Starting with the first line of the records, write out each line exactly until you have included the line containing "the given table.".

━━━━━━━━━━━━━━━━━━━━━━━━━━━━━━

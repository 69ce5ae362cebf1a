//! Instructions attached to flow entries.
//!
//! An instruction stream has no count or outer length: the enclosing message's
//! byte budget ends it. Each instruction is `type:2, length:2, body` with `length`
//! a multiple of 8 that includes the header.

use std::io::Cursor;

use byteorder::{BigEndian, ReadBytesExt, WriteBytesExt};

use crate::ofp_message::{OfpCodec, OfpSerializationError};
use crate::ofp_utils::{align, ensure_remaining, length_field, read_slice, remaining,
                       write_padding_bytes, ALIGNMENT};
use crate::openflow0x04::action::Action;

const INSTRUCTION_HEADER_LEN: usize = 4;
const WRITE_METADATA_LEN: usize = 24;

#[repr(u16)]
#[derive(Copy, Clone, Debug, PartialEq, Eq)]
pub enum InstructionType {
    GotoTable = 1,
    WriteMetadata = 2,
    WriteActions = 3,
    ApplyActions = 4,
    ClearActions = 5,
    Meter = 6,
    Experimenter = 0xffff,
}

impl InstructionType {
    pub fn of_int(t: u16) -> Result<InstructionType, OfpSerializationError> {
        let typ = match t {
            1 => InstructionType::GotoTable,
            2 => InstructionType::WriteMetadata,
            3 => InstructionType::WriteActions,
            4 => InstructionType::ApplyActions,
            5 => InstructionType::ClearActions,
            6 => InstructionType::Meter,
            0xffff => InstructionType::Experimenter,
            t => {
                return Err(OfpSerializationError::UnknownVariant {
                    kind: "instruction type",
                    value: t as u32,
                })
            }
        };
        Ok(typ)
    }
}

/// Pipeline-processing directive of a flow entry.
#[derive(Clone, Debug, PartialEq, Eq)]
pub enum Instruction {
    /// Continue processing at the given table.
    GotoTable(u8),
    /// Write the masked metadata field for later tables.
    WriteMetadata { metadata: u64, mask: u64 },
    /// Merge the actions into the action set.
    WriteActions(Vec<Action>),
    /// Apply the actions immediately, in order.
    ApplyActions(Vec<Action>),
    ClearActions,
    Meter(u32),
    /// `data` runs to the end of the record and must be a multiple of 8 bytes.
    Experimenter { experimenter: u32, data: Vec<u8> },
}

/// The instruction set of a flow entry, in wire order.
pub type Instructions = Vec<Instruction>;

impl Instruction {
    pub fn type_code(inst: &Instruction) -> InstructionType {
        match *inst {
            Instruction::GotoTable(_) => InstructionType::GotoTable,
            Instruction::WriteMetadata { .. } => InstructionType::WriteMetadata,
            Instruction::WriteActions(_) => InstructionType::WriteActions,
            Instruction::ApplyActions(_) => InstructionType::ApplyActions,
            Instruction::ClearActions => InstructionType::ClearActions,
            Instruction::Meter(_) => InstructionType::Meter,
            Instruction::Experimenter { .. } => InstructionType::Experimenter,
        }
    }

    pub fn size_of_sequence(insts: &[Instruction]) -> usize {
        insts.iter().map(|i| i.size_of()).sum()
    }

    /// Parse instructions back to back until `buf` is exhausted.
    pub fn parse_sequence(buf: &[u8]) -> Result<Instructions, OfpSerializationError> {
        let mut bytes = Cursor::new(buf);
        let mut insts = vec![];
        while remaining(&bytes) > 0 {
            insts.push(Instruction::parse(&mut bytes)?);
        }
        trace!("instructions: {} decoded from {} bytes", insts.len(), buf.len());
        Ok(insts)
    }

    pub fn marshal_sequence(insts: &[Instruction],
                            bytes: &mut Vec<u8>)
                            -> Result<(), OfpSerializationError> {
        let start = bytes.len();
        for inst in insts {
            if let Err(e) = inst.marshal(bytes) {
                bytes.truncate(start);
                return Err(e);
            }
        }
        Ok(())
    }

    fn malformed(typ: InstructionType, len: usize) -> OfpSerializationError {
        OfpSerializationError::MalformedInstruction(format!("{:?} instruction with length {}",
                                                            typ,
                                                            len))
    }

    fn parse_actions(typ: InstructionType,
                     body: &[u8])
                     -> Result<Vec<Action>, OfpSerializationError> {
        Action::parse_sequence(&body[4..]).map_err(|e| match e {
            OfpSerializationError::TruncatedInput { what, .. } => {
                OfpSerializationError::MalformedInstruction(format!(
                    "{} overruns its {:?} instruction", what, typ))
            }
            e => e,
        })
    }
}

impl OfpCodec for Instruction {
    fn size_of(&self) -> usize {
        match *self {
            Instruction::GotoTable(_) |
            Instruction::ClearActions |
            Instruction::Meter(_) => ALIGNMENT,
            Instruction::WriteMetadata { .. } => WRITE_METADATA_LEN,
            Instruction::WriteActions(ref acts) |
            Instruction::ApplyActions(ref acts) => ALIGNMENT + Action::size_of_sequence(acts),
            Instruction::Experimenter { ref data, .. } => align(ALIGNMENT + data.len()),
        }
    }

    fn parse(bytes: &mut Cursor<&[u8]>) -> Result<Instruction, OfpSerializationError> {
        ensure_remaining(bytes, INSTRUCTION_HEADER_LEN, "instruction header")?;
        let code = bytes.read_u16::<BigEndian>()?;
        let len = bytes.read_u16::<BigEndian>()? as usize;
        if len < ALIGNMENT || len % ALIGNMENT != 0 {
            return Err(OfpSerializationError::MalformedInstruction(format!(
                "instruction {:#x} has length {}, not a non-zero multiple of 8", code, len)));
        }
        let typ = InstructionType::of_int(code)?;
        let body = read_slice(bytes, len - INSTRUCTION_HEADER_LEN, "instruction")?;
        let mut fields = Cursor::new(body);
        let inst = match typ {
            InstructionType::GotoTable => {
                if len != ALIGNMENT {
                    return Err(Instruction::malformed(typ, len));
                }
                Instruction::GotoTable(fields.read_u8()?)
            }
            InstructionType::WriteMetadata => {
                if len != WRITE_METADATA_LEN {
                    return Err(Instruction::malformed(typ, len));
                }
                fields.set_position(4);
                let metadata = fields.read_u64::<BigEndian>()?;
                let mask = fields.read_u64::<BigEndian>()?;
                Instruction::WriteMetadata {
                    metadata: metadata,
                    mask: mask,
                }
            }
            InstructionType::WriteActions => {
                Instruction::WriteActions(Instruction::parse_actions(typ, body)?)
            }
            InstructionType::ApplyActions => {
                Instruction::ApplyActions(Instruction::parse_actions(typ, body)?)
            }
            InstructionType::ClearActions => {
                if len != ALIGNMENT {
                    return Err(Instruction::malformed(typ, len));
                }
                Instruction::ClearActions
            }
            InstructionType::Meter => {
                if len != ALIGNMENT {
                    return Err(Instruction::malformed(typ, len));
                }
                Instruction::Meter(fields.read_u32::<BigEndian>()?)
            }
            InstructionType::Experimenter => {
                Instruction::Experimenter {
                    experimenter: fields.read_u32::<BigEndian>()?,
                    data: body[4..].to_vec(),
                }
            }
        };
        Ok(inst)
    }

    fn marshal(&self, bytes: &mut Vec<u8>) -> Result<(), OfpSerializationError> {
        let size = self.size_of();
        let len = length_field(size, "instruction")?;
        let mut body = vec![];
        match *self {
            Instruction::GotoTable(table_id) => body.write_u8(table_id)?,
            Instruction::WriteMetadata { metadata, mask } => {
                write_padding_bytes(&mut body, 4);
                body.write_u64::<BigEndian>(metadata)?;
                body.write_u64::<BigEndian>(mask)?;
            }
            Instruction::WriteActions(ref acts) |
            Instruction::ApplyActions(ref acts) => {
                write_padding_bytes(&mut body, 4);
                Action::marshal_sequence(acts, &mut body)?;
            }
            Instruction::ClearActions => (),
            Instruction::Meter(meter_id) => body.write_u32::<BigEndian>(meter_id)?,
            Instruction::Experimenter { experimenter, ref data } => {
                if data.len() % ALIGNMENT != 0 {
                    return Err(OfpSerializationError::MalformedInstruction(format!(
                        "experimenter instruction data of {} bytes is not a multiple of 8",
                        data.len())));
                }
                body.write_u32::<BigEndian>(experimenter)?;
                body.extend_from_slice(data);
            }
        }
        bytes.write_u16::<BigEndian>(Instruction::type_code(self) as u16)?;
        bytes.write_u16::<BigEndian>(len)?;
        bytes.extend_from_slice(&body);
        write_padding_bytes(bytes, size - INSTRUCTION_HEADER_LEN - body.len());
        Ok(())
    }
}

#[cfg(test)]
mod tests {
    use super::*;
    use crate::openflow0x04::PseudoPort;

    #[test]
    fn goto_table_layout() {
        assert_eq!(Instruction::GotoTable(3).encode().unwrap(),
                   vec![0x00, 0x01, 0x00, 0x08, 0x03, 0x00, 0x00, 0x00]);
    }

    #[test]
    fn write_metadata_layout() {
        let inst = Instruction::WriteMetadata {
            metadata: 0x0102_0304_0506_0708,
            mask: 0xffff_ffff_0000_0000,
        };
        assert_eq!(inst.encode().unwrap(),
                   vec![0x00, 0x02, 0x00, 0x18, 0x00, 0x00, 0x00, 0x00, 0x01, 0x02, 0x03, 0x04,
                        0x05, 0x06, 0x07, 0x08, 0xff, 0xff, 0xff, 0xff, 0x00, 0x00, 0x00, 0x00]);
    }

    #[test]
    fn meter_and_clear_layout() {
        assert_eq!(Instruction::Meter(0x0a0b0c0d).encode().unwrap(),
                   vec![0x00, 0x06, 0x00, 0x08, 0x0a, 0x0b, 0x0c, 0x0d]);
        assert_eq!(Instruction::ClearActions.encode().unwrap(),
                   vec![0x00, 0x05, 0x00, 0x08, 0x00, 0x00, 0x00, 0x00]);
    }

    #[test]
    fn apply_actions_layout() {
        let inst = Instruction::ApplyActions(vec![Action::CopyTtlIn,
                                                  Action::Output {
                                                      port: PseudoPort::PhysicalPort(1),
                                                      max_len: 0,
                                                  }]);
        let bytes = inst.encode().unwrap();
        assert_eq!(&bytes[..8], &[0x00, 0x04, 0x00, 0x20, 0x00, 0x00, 0x00, 0x00]);
        assert_eq!(&bytes[8..16], &[0x00, 0x0c, 0x00, 0x08, 0x00, 0x00, 0x00, 0x00]);
        assert_eq!(bytes.len(), 32);
        assert_eq!(inst.size_of(), 32);
    }

    #[test]
    fn sequence_round_trip() {
        let insts = vec![Instruction::Meter(4),
                         Instruction::ApplyActions(vec![Action::PopVlan]),
                         Instruction::ClearActions,
                         Instruction::WriteActions(vec![Action::Group(2)]),
                         Instruction::WriteMetadata {
                             metadata: 1,
                             mask: 1,
                         },
                         Instruction::Experimenter {
                             experimenter: 0x00d0_f0f0,
                             data: vec![9; 8],
                         },
                         Instruction::GotoTable(1)];
        let mut bytes = vec![];
        Instruction::marshal_sequence(&insts, &mut bytes).unwrap();
        assert_eq!(bytes.len(), Instruction::size_of_sequence(&insts));
        assert_eq!(bytes.len() % 8, 0);
        assert_eq!(Instruction::parse_sequence(&bytes).unwrap(), insts);
    }

    #[test]
    fn empty_stream() {
        assert!(Instruction::parse_sequence(&[]).unwrap().is_empty());
    }

    #[test]
    fn misaligned_length() {
        let buf = [0x00, 0x01, 0x00, 0x0c, 0x01, 0x00, 0x00, 0x00, 0x00, 0x00, 0x00, 0x00];
        assert!(matches!(Instruction::parse_sequence(&buf),
                         Err(OfpSerializationError::MalformedInstruction(_))));
    }

    #[test]
    fn wrong_fixed_length() {
        let buf = [0x00, 0x02, 0x00, 0x10, 0, 0, 0, 0, 0, 0, 0, 0, 0, 0, 0, 1];
        assert!(matches!(Instruction::parse_sequence(&buf),
                         Err(OfpSerializationError::MalformedInstruction(_))));
    }

    #[test]
    fn unknown_type() {
        let buf = [0x00, 0x07, 0x00, 0x08, 0x00, 0x00, 0x00, 0x00];
        assert!(matches!(Instruction::parse_sequence(&buf),
                         Err(OfpSerializationError::UnknownVariant { value: 7, .. })));
    }

    #[test]
    fn action_overrunning_instruction() {
        // Apply-actions of length 16 holding an output action that claims 16 bytes.
        let buf = [0x00, 0x04, 0x00, 0x10, 0x00, 0x00, 0x00, 0x00, 0x00, 0x00, 0x00, 0x10,
                   0x00, 0x00, 0x00, 0x01];
        assert!(matches!(Instruction::parse_sequence(&buf),
                         Err(OfpSerializationError::MalformedInstruction(_))));
    }

    #[test]
    fn experimenter_data_alignment() {
        let inst = Instruction::Experimenter {
            experimenter: 0x2320,
            data: vec![1, 2, 3],
        };
        let mut bytes = vec![];
        assert!(matches!(inst.marshal(&mut bytes),
                         Err(OfpSerializationError::MalformedInstruction(_))));
        assert!(bytes.is_empty());

        let inst = Instruction::Experimenter {
            experimenter: 0x2320,
            data: vec![1, 2, 3, 0, 0, 0, 0, 0],
        };
        let bytes = inst.encode().unwrap();
        assert_eq!(bytes,
                   vec![0xff, 0xff, 0x00, 0x10, 0x00, 0x00, 0x23, 0x20, 0x01, 0x02, 0x03, 0x00,
                        0x00, 0x00, 0x00, 0x00]);
        assert_eq!(Instruction::decode(&bytes).unwrap(), (inst, 16));
    }

    #[test]
    fn failed_action_list_writes_nothing() {
        let inst = Instruction::WriteActions(vec![Action::Experimenter {
                                                      experimenter: 1,
                                                      data: vec![0; 5],
                                                  }]);
        let mut bytes = vec![];
        assert!(inst.marshal(&mut bytes).is_err());
        assert!(bytes.is_empty());
    }

    #[test]
    fn truncated_instruction() {
        let buf = [0x00, 0x06, 0x00, 0x08, 0x00, 0x00];
        assert!(matches!(Instruction::parse_sequence(&buf),
                         Err(OfpSerializationError::TruncatedInput { .. })));
    }
}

━━━━━━━━━━━━━━━━━━━━━━━━━━━━━━

### Task output
repository 69ce5ae362cebf1a
//! Instructions attached to flow entries.
//!
//! An instruction stream has no count or outer length: the enclosing message's
//! byte budget ends it. Each instruction is `type:2, length:2, body` with `length`
//! a multiple of 8 that includes the header.

use std::io::Cursor;

use byteorder::{BigEndian, ReadBytesExt, WriteBytesExt};

use crate::ofp_message::{OfpCodec, OfpSerializationError};
use crate::ofp_utils::{align, ensure_remaining, length_field, read_slice, remaining,
                       write_padding_bytes, ALIGNMENT};
use crate::openflow0x04::action::Action;

const INSTRUCTION_HEADER_LEN: usize = 4;
const WRITE_METADATA_LEN: usize = 24;

#[repr(u16)]
#[derive(Copy, Clone, Debug, PartialEq, Eq)]
pub enum InstructionType {
    GotoTable = 1,
    WriteMetadata = 2,
    WriteActions = 3,
    ApplyActions = 4,
    ClearActions = 5,
    Meter = 6,
    Experimenter = 0xffff,
}

impl InstructionType {
    pub fn of_int(t: u16) -> Result<InstructionType, OfpSerializationError> {
        let typ = match t {
            1 => InstructionType::GotoTable,
            2 => InstructionType::WriteMetadata,
            3 => InstructionType::WriteActions,
            4 => InstructionType::ApplyActions,
            5 => InstructionType::ClearActions,
            6 => InstructionType::Meter,
            0xffff => InstructionType::Experimenter,
            t => {
                return Err(OfpSerializationError::UnknownVariant {
                    kind: "instruction type",
                    value: t as u32,
                })
            }
        };
        Ok(typ)
    }
}

/// Pipeline-processing directive of a flow entry.
#[derive(Clone, Debug, PartialEq, Eq)]
pub enum Instruction {
    /// Continue processing at the given table.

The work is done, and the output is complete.